[Rockhounds] Blue green apophyllite from India

Rock Currier rockcurrier at cs.com
Mon Oct 22 11:15:27 PDT 2007


Years ago Dr. George Rossman at Cal Tech determined that the green color of 
apophyllite from a specimen from the quarries at Pashan, near Pune (Poona) 
was colored by vanadium. I would suspect that this is the element 
responsible for the color in Larry's specimens from "Jalgaon", but someone 
would have to do the work on them to confirm that. Also most likely, these 
apophyllite crystals are fluorapophyllite crystals. Some years ago, John 
White of the Smithsonian did an analysis of a number of apophyllite crystals 
from various localities. Of the specimens he studied, only the apophyllites 
that were hydroxyapophyllite were the ones from Khandivili sp? (the runners 
know it as Malad).

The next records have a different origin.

use tauri::State;
use tracing::{info, warn};

use crate::sensitivity::{generate, GeminiClient, GenerationOutcome, PlayStyle};

#[tauri::command]
pub async fn generate_sensitivity(
    client: State<'_, GeminiClient>,
    device_model: String,
    play_style: PlayStyle,
) -> Result<GenerationOutcome, String> {
    info!(
        "generate_sensitivity called for '{}' ({})",
        device_model,
        play_style.label()
    );

    let outcome = generate(client.inner(), &device_model, play_style).await;
    if let GenerationOutcome::Fallback { cause, .. } = &outcome {
        warn!("Serving fallback sensitivity (cause: {:?})", cause);
    }
    Ok(outcome)
}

The other Indian apophyllite crystals were all 
fluorapophyllite. The basalts at Malad are mostly pillow basalts, at least 
those that I saw and because of this (marine environment?) we suspect that 
this may be what caused the apophyllites there to be hydroxyapophyllite 
rather than fluorapophyllites.



The habits of various apophyllite crystals from various quarries in the 
Deccan traps seems to remain consistent for any particular locality. I 
always thought this was interesting because in many quarries, the contents 
of the various pockets could change so much even for pockets that were only 
a few inches away from each other. One pocket could have pink stilbite and a 
foot away could be another with white apophyllite or mostly white drusy 
quartz. All the apophyllite crystals in the various pockets however would 
have more or less the same habit. The similarities could also be somewhat 
regional. The Pune area almost never produces pink stilbite. I have often 
wondered why a locality would produce almost wafer thin apophyllite crystals 
with almost no prism face and others produce rather prismatic pointed ones, 
or like those from one Russian locality with secondary prism faces that make 
them look almost round in cross section.